■ Work instructions: Go through the records and report each line holding the string "TargetArch".

■ Dataset records:
-=-=-=-=-

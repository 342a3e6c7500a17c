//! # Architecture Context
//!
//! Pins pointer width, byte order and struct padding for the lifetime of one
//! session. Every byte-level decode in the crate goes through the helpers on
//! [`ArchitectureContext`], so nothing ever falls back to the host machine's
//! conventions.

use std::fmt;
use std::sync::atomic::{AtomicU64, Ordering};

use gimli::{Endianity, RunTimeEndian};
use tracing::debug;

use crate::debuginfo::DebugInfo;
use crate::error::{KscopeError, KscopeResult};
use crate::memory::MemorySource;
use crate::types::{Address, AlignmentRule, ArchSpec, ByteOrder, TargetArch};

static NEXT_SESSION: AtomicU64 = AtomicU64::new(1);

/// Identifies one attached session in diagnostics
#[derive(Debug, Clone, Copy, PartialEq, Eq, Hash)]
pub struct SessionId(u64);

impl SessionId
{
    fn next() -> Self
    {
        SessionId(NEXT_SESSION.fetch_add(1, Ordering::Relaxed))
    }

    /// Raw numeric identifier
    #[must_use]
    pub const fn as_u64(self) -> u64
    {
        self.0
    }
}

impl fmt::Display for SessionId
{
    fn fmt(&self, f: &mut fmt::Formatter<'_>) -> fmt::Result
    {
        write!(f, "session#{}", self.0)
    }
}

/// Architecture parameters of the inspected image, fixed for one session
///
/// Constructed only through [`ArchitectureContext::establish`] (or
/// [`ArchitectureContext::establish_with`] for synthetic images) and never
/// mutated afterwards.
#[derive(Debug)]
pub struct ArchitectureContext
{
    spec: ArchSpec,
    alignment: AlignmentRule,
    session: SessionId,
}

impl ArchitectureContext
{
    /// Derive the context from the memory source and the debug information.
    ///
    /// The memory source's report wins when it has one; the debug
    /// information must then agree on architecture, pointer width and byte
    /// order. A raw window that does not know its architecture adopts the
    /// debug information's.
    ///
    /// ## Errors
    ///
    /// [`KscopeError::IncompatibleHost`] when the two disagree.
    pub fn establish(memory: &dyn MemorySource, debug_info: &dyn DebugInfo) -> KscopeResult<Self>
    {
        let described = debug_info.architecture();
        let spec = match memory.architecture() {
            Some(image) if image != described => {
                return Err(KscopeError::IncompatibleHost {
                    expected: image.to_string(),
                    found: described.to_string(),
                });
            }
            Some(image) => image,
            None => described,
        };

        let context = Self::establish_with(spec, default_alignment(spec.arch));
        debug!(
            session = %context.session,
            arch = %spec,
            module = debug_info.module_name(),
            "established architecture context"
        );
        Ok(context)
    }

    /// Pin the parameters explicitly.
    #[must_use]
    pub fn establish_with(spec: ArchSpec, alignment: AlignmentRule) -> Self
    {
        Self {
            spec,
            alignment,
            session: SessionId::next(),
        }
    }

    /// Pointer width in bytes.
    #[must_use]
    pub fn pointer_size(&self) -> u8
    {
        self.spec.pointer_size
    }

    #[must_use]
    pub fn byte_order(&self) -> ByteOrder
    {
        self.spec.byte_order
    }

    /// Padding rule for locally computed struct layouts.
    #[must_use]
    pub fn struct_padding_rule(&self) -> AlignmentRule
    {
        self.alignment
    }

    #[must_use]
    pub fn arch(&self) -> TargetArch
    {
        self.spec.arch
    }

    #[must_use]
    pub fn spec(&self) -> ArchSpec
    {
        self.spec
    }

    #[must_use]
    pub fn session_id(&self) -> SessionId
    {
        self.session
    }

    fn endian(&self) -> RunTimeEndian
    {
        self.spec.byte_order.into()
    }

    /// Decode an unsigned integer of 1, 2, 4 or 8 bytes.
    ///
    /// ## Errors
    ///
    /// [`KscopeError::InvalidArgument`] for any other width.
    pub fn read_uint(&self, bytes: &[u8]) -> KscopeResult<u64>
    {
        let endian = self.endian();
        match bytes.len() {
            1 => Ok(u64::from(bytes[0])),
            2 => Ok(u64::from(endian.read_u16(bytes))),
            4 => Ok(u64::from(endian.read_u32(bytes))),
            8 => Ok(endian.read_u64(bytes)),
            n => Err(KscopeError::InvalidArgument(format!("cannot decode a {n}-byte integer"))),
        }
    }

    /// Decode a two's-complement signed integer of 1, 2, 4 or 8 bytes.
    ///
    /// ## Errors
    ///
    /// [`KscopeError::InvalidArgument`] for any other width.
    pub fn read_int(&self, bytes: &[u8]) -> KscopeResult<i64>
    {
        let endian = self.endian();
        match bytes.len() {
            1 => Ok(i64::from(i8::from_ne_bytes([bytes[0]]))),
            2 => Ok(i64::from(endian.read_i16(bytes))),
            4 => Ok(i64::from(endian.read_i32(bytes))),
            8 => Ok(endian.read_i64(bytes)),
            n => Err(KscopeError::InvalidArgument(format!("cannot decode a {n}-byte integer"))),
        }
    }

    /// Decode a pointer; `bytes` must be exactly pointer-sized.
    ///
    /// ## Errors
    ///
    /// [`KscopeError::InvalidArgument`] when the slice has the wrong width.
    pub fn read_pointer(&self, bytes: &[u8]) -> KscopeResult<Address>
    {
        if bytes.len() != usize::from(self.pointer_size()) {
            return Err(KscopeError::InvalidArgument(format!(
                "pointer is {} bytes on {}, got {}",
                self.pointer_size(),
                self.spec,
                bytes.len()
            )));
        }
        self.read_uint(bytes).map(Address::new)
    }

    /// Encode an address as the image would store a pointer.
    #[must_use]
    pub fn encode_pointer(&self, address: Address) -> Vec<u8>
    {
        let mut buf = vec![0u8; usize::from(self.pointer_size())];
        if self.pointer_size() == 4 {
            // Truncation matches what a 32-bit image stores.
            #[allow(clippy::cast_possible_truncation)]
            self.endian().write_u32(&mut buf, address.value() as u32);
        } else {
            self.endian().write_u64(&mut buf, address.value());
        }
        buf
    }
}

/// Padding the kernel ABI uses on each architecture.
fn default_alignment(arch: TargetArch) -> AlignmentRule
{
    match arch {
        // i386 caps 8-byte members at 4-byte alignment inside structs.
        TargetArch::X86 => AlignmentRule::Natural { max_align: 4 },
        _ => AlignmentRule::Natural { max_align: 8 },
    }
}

-=-=-=-=-

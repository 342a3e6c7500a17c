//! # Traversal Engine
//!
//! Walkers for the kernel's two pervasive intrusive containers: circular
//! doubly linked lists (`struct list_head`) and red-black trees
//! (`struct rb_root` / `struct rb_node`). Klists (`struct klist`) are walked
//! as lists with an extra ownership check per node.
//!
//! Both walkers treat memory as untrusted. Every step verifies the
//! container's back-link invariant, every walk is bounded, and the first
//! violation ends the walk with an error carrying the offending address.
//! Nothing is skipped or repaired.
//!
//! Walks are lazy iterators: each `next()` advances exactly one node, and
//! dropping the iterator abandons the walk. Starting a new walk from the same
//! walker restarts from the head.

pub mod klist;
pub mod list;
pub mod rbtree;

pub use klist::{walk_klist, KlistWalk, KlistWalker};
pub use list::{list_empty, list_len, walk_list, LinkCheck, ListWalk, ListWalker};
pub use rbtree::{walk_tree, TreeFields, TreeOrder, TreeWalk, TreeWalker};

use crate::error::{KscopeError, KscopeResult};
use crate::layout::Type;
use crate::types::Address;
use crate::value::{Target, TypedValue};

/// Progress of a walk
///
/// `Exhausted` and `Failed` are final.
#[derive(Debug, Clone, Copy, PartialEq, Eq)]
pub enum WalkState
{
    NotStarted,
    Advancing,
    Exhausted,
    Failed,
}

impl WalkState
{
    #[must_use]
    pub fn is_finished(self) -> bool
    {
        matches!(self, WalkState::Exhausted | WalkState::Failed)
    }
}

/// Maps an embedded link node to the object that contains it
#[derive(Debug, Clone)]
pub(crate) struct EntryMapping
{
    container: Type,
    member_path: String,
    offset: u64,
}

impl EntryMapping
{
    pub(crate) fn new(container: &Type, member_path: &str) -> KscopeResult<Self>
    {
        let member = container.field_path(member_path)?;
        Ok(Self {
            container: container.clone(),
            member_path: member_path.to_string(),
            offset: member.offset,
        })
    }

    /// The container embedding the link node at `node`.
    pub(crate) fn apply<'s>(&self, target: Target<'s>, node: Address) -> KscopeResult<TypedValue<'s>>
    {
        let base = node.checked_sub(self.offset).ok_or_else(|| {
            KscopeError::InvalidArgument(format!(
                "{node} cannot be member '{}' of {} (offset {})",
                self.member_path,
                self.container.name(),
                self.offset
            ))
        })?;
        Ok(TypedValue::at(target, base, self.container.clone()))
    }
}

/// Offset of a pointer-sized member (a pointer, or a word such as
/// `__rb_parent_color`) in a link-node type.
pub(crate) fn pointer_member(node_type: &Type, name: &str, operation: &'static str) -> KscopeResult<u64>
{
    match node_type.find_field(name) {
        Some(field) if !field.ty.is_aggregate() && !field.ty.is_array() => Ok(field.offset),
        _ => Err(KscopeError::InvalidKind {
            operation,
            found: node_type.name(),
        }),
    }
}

-=-=-=-=-

■ Exercise output:
use crate::types::{Address, AlignmentRule, ArchSpec, ByteOrder, TargetArch};
    pub fn arch(&self) -> TargetArch
fn default_alignment(arch: TargetArch) -> AlignmentRule
        TargetArch::X86 => AlignmentRule::Natural { max_align: 4 },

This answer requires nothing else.